[Task brief] Look through the records below for the line with "assert_eq!(restored.center(), Point::new(3.0, 2.0));". Return that line and each one after it up to and including the line with "seconds: time_ms % MS_PER_MINUTE", exactly.

[Extracted information]
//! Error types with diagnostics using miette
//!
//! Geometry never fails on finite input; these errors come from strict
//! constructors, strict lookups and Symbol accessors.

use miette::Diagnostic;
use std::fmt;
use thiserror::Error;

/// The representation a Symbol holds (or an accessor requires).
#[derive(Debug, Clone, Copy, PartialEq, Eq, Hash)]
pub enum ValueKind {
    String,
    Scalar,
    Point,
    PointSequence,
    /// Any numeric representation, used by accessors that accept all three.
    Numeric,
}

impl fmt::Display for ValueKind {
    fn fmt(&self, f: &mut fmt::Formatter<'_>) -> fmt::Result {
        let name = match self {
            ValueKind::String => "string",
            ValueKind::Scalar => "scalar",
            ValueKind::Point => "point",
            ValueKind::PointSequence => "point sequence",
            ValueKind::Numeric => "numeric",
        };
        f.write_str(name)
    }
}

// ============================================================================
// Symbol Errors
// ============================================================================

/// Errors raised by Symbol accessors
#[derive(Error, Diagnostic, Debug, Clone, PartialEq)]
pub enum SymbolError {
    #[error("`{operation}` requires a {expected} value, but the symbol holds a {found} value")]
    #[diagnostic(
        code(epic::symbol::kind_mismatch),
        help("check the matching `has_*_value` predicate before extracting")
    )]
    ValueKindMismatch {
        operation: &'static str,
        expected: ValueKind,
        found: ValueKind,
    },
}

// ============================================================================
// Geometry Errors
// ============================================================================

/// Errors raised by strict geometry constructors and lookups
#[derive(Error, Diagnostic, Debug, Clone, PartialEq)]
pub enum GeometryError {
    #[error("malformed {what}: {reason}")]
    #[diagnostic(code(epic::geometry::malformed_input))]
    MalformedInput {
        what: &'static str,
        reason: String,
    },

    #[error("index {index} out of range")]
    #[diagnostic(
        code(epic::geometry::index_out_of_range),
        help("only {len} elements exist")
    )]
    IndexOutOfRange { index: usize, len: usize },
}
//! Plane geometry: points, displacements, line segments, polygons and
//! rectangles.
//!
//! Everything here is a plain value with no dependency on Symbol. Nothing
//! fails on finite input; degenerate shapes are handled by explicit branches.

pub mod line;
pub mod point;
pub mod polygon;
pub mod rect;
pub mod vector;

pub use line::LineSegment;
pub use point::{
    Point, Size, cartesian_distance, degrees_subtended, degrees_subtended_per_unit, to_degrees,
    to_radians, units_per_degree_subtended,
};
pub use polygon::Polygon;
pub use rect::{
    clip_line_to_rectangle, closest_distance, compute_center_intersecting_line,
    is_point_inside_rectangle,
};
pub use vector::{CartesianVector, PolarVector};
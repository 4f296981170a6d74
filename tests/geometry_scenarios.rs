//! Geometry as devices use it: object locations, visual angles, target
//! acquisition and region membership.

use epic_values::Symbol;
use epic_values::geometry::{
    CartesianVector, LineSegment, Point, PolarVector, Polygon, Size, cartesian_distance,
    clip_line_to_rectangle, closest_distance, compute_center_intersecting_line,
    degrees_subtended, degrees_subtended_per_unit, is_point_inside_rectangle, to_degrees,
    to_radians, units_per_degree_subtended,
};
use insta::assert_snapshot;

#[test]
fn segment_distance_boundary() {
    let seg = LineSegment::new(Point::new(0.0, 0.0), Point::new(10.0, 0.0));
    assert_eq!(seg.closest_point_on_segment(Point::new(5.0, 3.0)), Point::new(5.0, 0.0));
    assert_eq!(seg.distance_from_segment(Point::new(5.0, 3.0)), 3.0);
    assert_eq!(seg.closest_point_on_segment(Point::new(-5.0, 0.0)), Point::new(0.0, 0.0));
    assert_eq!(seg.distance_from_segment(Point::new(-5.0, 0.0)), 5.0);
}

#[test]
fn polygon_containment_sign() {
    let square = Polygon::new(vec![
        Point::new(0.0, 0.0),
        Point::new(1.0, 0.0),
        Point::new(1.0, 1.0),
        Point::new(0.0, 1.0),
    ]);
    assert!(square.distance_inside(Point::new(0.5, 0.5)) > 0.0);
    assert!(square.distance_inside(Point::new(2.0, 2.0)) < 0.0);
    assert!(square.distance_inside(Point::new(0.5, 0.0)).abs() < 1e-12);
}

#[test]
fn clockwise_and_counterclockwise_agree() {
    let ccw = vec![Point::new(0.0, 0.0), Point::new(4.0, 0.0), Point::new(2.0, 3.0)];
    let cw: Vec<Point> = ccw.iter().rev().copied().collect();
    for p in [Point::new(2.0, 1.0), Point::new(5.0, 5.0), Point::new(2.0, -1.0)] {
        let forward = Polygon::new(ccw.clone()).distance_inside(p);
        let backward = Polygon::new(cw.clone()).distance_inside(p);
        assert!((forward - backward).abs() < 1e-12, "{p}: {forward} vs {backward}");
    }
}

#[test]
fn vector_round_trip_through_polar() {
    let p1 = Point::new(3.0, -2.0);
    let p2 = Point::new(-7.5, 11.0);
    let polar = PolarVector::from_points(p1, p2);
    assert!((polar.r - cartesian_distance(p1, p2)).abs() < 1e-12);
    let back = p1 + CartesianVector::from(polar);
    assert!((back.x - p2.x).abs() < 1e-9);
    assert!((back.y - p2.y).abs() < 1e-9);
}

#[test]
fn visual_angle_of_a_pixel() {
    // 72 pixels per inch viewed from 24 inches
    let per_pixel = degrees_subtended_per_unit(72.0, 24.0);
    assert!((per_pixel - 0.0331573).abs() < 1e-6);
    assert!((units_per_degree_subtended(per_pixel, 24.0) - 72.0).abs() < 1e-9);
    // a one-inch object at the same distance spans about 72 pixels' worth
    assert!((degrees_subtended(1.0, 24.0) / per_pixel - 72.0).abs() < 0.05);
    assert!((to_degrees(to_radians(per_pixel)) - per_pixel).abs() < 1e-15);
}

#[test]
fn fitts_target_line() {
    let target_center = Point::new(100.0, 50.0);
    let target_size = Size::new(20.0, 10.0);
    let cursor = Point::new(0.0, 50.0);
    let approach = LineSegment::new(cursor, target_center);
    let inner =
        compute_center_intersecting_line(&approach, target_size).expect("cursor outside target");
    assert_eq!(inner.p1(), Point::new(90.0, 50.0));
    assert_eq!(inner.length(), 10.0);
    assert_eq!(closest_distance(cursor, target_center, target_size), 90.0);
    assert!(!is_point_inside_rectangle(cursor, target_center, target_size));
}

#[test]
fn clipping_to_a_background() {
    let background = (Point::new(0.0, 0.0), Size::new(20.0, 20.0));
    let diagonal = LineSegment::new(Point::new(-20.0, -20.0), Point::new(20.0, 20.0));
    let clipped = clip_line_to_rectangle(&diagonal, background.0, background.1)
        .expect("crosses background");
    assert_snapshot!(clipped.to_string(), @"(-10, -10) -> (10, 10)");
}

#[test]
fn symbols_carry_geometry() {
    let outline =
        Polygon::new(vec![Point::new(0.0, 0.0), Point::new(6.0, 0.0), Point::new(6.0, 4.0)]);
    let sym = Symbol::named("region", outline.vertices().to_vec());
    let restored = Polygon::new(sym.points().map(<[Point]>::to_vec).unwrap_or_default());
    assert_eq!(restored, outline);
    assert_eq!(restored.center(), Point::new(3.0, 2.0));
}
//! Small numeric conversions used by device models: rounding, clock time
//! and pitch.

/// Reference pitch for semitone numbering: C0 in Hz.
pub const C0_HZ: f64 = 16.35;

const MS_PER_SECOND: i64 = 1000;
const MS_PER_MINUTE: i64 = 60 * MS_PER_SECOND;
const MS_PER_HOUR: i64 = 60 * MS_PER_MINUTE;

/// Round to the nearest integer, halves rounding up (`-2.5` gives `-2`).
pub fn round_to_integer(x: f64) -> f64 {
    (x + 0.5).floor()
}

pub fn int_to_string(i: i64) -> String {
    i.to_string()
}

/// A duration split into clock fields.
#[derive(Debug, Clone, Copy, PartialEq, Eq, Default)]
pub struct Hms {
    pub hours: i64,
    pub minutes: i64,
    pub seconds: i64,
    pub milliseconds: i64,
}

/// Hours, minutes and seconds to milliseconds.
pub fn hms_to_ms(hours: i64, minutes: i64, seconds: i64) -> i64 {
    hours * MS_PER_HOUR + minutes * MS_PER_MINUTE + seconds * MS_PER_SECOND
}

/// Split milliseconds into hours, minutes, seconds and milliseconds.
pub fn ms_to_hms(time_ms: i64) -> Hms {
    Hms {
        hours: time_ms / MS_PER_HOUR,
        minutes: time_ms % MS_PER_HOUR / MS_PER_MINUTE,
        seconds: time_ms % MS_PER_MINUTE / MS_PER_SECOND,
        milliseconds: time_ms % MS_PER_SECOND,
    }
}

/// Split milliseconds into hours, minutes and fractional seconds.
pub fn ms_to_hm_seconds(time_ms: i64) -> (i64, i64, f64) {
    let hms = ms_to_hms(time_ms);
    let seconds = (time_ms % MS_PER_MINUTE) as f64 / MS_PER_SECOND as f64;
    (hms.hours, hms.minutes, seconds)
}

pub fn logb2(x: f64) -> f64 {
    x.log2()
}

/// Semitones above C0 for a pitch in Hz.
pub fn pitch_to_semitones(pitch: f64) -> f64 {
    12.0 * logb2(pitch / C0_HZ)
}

[Task answer]
    assert_eq!(restored.center(), Point::new(3.0, 2.0));
}
//! Small numeric conversions used by device models: rounding, clock time
//! and pitch.

/// Reference pitch for semitone numbering: C0 in Hz.
pub const C0_HZ: f64 = 16.35;

const MS_PER_SECOND: i64 = 1000;
const MS_PER_MINUTE: i64 = 60 * MS_PER_SECOND;
const MS_PER_HOUR: i64 = 60 * MS_PER_MINUTE;

/// Round to the nearest integer, halves rounding up (`-2.5` gives `-2`).
pub fn round_to_integer(x: f64) -> f64 {
    (x + 0.5).floor()
}

pub fn int_to_string(i: i64) -> String {
    i.to_string()
}

/// A duration split into clock fields.
#[derive(Debug, Clone, Copy, PartialEq, Eq, Default)]
pub struct Hms {
    pub hours: i64,
    pub minutes: i64,
    pub seconds: i64,
    pub milliseconds: i64,
}

/// Hours, minutes and seconds to milliseconds.
pub fn hms_to_ms(hours: i64, minutes: i64, seconds: i64) -> i64 {
    hours * MS_PER_HOUR + minutes * MS_PER_MINUTE + seconds * MS_PER_SECOND
}

/// Split milliseconds into hours, minutes, seconds and milliseconds.
pub fn ms_to_hms(time_ms: i64) -> Hms {
    Hms {
        hours: time_ms / MS_PER_HOUR,
        minutes: time_ms % MS_PER_HOUR / MS_PER_MINUTE,
        seconds: time_ms % MS_PER_MINUTE / MS_PER_SECOND,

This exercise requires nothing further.